--- TASK TO CARRY OUT ---
If a line comes after the one containing "pub struct HeapStats", leave it out; copy every line before it, and that line too, exactly as written, starting from the first line of the entries.

Stored items:
___

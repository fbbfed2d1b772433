//! Heap usage statistics.

use crate::{Heap, block::MIN_BLOCK_SIZE, region::HeapRegion};

/// A snapshot of heap usage, gathered by walking every block.
#[derive(Debug, Clone, Copy, Default, PartialEq, Eq)]
pub struct HeapStats {
    /// Bytes between the heap start and its break, including the prologue
    /// and the epilogue.
    pub heap_bytes: usize,
    pub allocated_blocks: usize,
    /// Total size of allocated blocks, headers and footers included.
    pub allocated_bytes: usize,
    pub free_blocks: usize,
    pub free_bytes: usize,
    pub largest_free: usize,
}

impl<R> Heap<R>
where
    R: HeapRegion,
{
    /// Collects usage statistics.
    ///
    /// The walk stops early at a block whose size is implausible, so a
    /// corrupted heap yields partial numbers rather than a panic.
    #[must_use]
    pub fn stats(&self) -> HeapStats {
        let mem = self.mem();
        let epilogue = self.epilogue();
        let mut stats = HeapStats {
            heap_bytes: self.region.high() - self.prologue.low(),
            ..HeapStats::default()
        };

        let mut block = self.prologue.first_block();
        while block < epilogue {
            let tag = block.tag(mem);
            if tag.size < MIN_BLOCK_SIZE || block.offset() + tag.size > epilogue.offset() {
                break;
            }
            if tag.allocated {
                stats.allocated_blocks += 1;
                stats.allocated_bytes += tag.size;
            } else {
                stats.free_blocks += 1;
                stats.free_bytes += tag.size;
                stats.largest_free = stats.largest_free.max(tag.size);
            }
            block = block.next(mem);
        }
        stats
    }
}

#[cfg_attr(coverage_nightly, coverage(off))]
#[cfg(test)]
mod tests {
    use super::*;
    use crate::{ArenaRegion, size_class::Prologue};

    #[test]
    fn test_stats_of_fresh_heap() {
        let heap = Heap::new(ArenaRegion::with_capacity(4096)).unwrap();
        let stats = heap.stats();
        assert_eq!(stats.heap_bytes, Prologue::INITIAL_HEAP + 256);
        assert_eq!(stats.allocated_blocks, 0);
        assert_eq!(stats.free_blocks, 1);
        assert_eq!(stats.free_bytes, 256);
        assert_eq!(stats.largest_free, 256);
    }

    #[test]
    fn test_stats_track_allocations() {
        let mut heap = Heap::new(ArenaRegion::with_capacity(4096)).unwrap();
        let a = heap.allocate(40).unwrap();
        let _b = heap.allocate(100).unwrap();
        let stats = heap.stats();
        assert_eq!(stats.allocated_blocks, 2);
        assert_eq!(stats.allocated_bytes, 48 + 112);
        assert_eq!(stats.free_bytes, 256 - 48 - 112);

        heap.release(a);
        let stats = heap.stats();
        assert_eq!(stats.allocated_blocks, 1);
        assert_eq!(stats.free_blocks, 2);
        assert_eq!(stats.largest_free, 96);
        assert_eq!(
            stats.heap_bytes,
            Prologue::INITIAL_HEAP + stats.allocated_bytes + stats.free_bytes
        );
    }
}
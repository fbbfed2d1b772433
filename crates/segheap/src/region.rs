//! Growable backing memory for a heap.
//!
//! A [`HeapRegion`] behaves like a program break: it exposes one contiguous
//! byte range `[low, high)` that can only be extended upwards. The heap never
//! asks a region to shrink, except through an explicit [`reset`] that throws
//! the whole heap away.
//!
//! [`BrkRegion`] is the stock implementation. It reserves a fixed capacity
//! up front and moves its break inside that capacity. Backed by a box or a
//! borrowed slice, the memory it hands out never moves.
//!
//! ```text
//!  backing  ┌──────┬──────────────────────────┬─────────────────────────┐
//!           │ pad  │ heap (grown so far)      │ reserve                 │
//!           └──────┴──────────────────────────┴─────────────────────────┘
//!           0      low                        high (break)              capacity
//! ```
//!
//! [`reset`]: HeapRegion::reset

use alloc::{boxed::Box, vec};

use snafu::{Location, Snafu, ensure};

/// Alignment of `low` relative to the real address of the backing memory.
pub const REGION_ALIGN: usize = 16;

/// Errors returned when a region cannot satisfy a growth request.
#[derive(Debug, Snafu)]
#[snafu(visibility(pub(crate)))]
pub enum GrowError {
    #[snafu(display("heap region exhausted: requested {requested} bytes, {remaining} remaining"))]
    Exhausted {
        requested: usize,
        remaining: usize,
        #[snafu(implicit)]
        location: Location,
    },
    #[snafu(display("growing the heap by {requested} bytes exceeds the largest encodable heap"))]
    TooLarge {
        requested: usize,
        #[snafu(implicit)]
        location: Location,
    },
}

/// A contiguous byte range that grows monotonically.
///
/// All offsets are relative to the start of [`bytes`](Self::bytes). The
/// allocator owns every byte in `[low, high)` exclusively.
///
/// Implementations must never move the backing memory while the region is
/// alive, because [`LockedHeap`](crate::global::LockedHeap) hands out raw
/// addresses into it.
pub trait HeapRegion {
    /// Offset of the first byte the heap may use.
    fn low(&self) -> usize;

    /// Offset one past the last byte currently belonging to the heap.
    fn high(&self) -> usize;

    /// Extends the region by `delta` bytes.
    ///
    /// Returns the previous value of [`high`](Self::high), which is the
    /// start of the newly granted bytes. On failure the region is unchanged.
    fn grow(&mut self, delta: usize) -> Result<usize, GrowError>;

    /// Moves the break back to `low`, discarding every byte of the heap.
    fn reset(&mut self);

    /// The bytes `[0, high)`.
    fn bytes(&self) -> &[u8];

    /// The bytes `[0, high)`, mutably.
    fn bytes_mut(&mut self) -> &mut [u8];
}

/// A fixed-capacity region with a movable break.
///
/// `low` is chosen so that the real address of the heap start is aligned to
/// [`REGION_ALIGN`]; the bytes before it are never used.
#[derive(Debug)]
pub struct BrkRegion<B> {
    backing: B,
    low: usize,
    brk: usize,
}

/// A region that owns its backing memory.
pub type ArenaRegion = BrkRegion<Box<[u8]>>;

impl<B> BrkRegion<B>
where
    B: AsRef<[u8]> + AsMut<[u8]>,
{
    /// Creates an empty region over `backing`.
    ///
    /// The region starts with `high == low`.
    pub fn new(backing: B) -> Self {
        let bytes = backing.as_ref();
        let low = bytes.as_ptr().align_offset(REGION_ALIGN).min(bytes.len());
        Self {
            backing,
            low,
            brk: low,
        }
    }

    /// Number of bytes the region can grow to in total.
    pub fn capacity(&self) -> usize {
        self.backing.as_ref().len() - self.low
    }

    /// Number of bytes still available for growth.
    pub fn remaining(&self) -> usize {
        self.backing.as_ref().len() - self.brk
    }

    /// Consumes the region and returns the backing memory.
    pub fn into_inner(self) -> B {
        self.backing
    }
}

impl ArenaRegion {
    /// Allocates a zeroed backing of at least `capacity` usable bytes.
    #[must_use]
    pub fn with_capacity(capacity: usize) -> Self {
        Self::new(vec![0; capacity + REGION_ALIGN - 1].into_boxed_slice())
    }
}

impl<B> HeapRegion for BrkRegion<B>
where
    B: AsRef<[u8]> + AsMut<[u8]>,
{
    fn low(&self) -> usize {
        self.low
    }

    fn high(&self) -> usize {
        self.brk
    }

    fn grow(&mut self, delta: usize) -> Result<usize, GrowError> {
        let remaining = self.remaining();
        ensure!(
            delta <= remaining,
            ExhaustedSnafu {
                requested: delta,
                remaining,
            }
        );
        let old_brk = self.brk;
        self.brk += delta;
        Ok(old_brk)
    }

    fn reset(&mut self) {
        self.brk = self.low;
    }

    fn bytes(&self) -> &[u8] {
        &self.backing.as_ref()[..self.brk]
    }

    fn bytes_mut(&mut self) -> &mut [u8] {
        &mut self.backing.as_mut()[..self.brk]
    }
}

#[cfg_attr(coverage_nightly, coverage(off))]
#[cfg(test)]
mod tests {
    use super::*;

    #[test]
    fn test_arena_low_is_aligned() {
        let region = ArenaRegion::with_capacity(256);
        let start = region.bytes().as_ptr().addr() + region.low();
        assert_eq!(start % REGION_ALIGN, 0);
        assert_eq!(region.low(), region.high());
        assert!(region.capacity() >= 256);
    }

    #[test]
    fn test_grow_returns_previous_break() {
        let mut region = ArenaRegion::with_capacity(256);
        let low = region.low();
        assert_eq!(region.grow(64).unwrap(), low);
        assert_eq!(region.grow(32).unwrap(), low + 64);
        assert_eq!(region.high(), low + 96);
        assert_eq!(region.bytes().len(), low + 96);
    }

    #[test]
    fn test_grow_past_capacity_fails_without_change() {
        let mut region = BrkRegion::new(vec![0u8; 128].into_boxed_slice());
        let remaining = region.remaining();
        let high = region.high();
        let err = region.grow(remaining + 1).unwrap_err();
        assert!(matches!(err, GrowError::Exhausted { requested, .. } if requested == remaining + 1));
        assert_eq!(region.high(), high);

        assert!(region.grow(remaining).is_ok());
        assert!(region.grow(1).is_err());
    }

    #[test]
    fn test_reset_moves_break_to_low() {
        let mut region = ArenaRegion::with_capacity(64);
        region.grow(48).unwrap();
        region.reset();
        assert_eq!(region.high(), region.low());
        assert_eq!(region.remaining(), region.capacity());
    }

    #[test]
    fn test_borrowed_backing_skips_misaligned_prefix() {
        let mut storage = [0u8; 100];
        let region = BrkRegion::new(&mut storage[3..]);
        let start = region.bytes().as_ptr().addr() + region.low();
        assert_eq!(start % REGION_ALIGN, 0);
        assert!(region.low() < REGION_ALIGN);
        assert_eq!(region.capacity(), 97 - region.low());
    }
}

___

--- TASK ANSWER ---
repository fbbfed2d1b772433
//! Heap usage statistics.

use crate::{Heap, block::MIN_BLOCK_SIZE, region::HeapRegion};

/// A snapshot of heap usage, gathered by walking every block.
#[derive(Debug, Clone, Copy, Default, PartialEq, Eq)]
pub struct HeapStats {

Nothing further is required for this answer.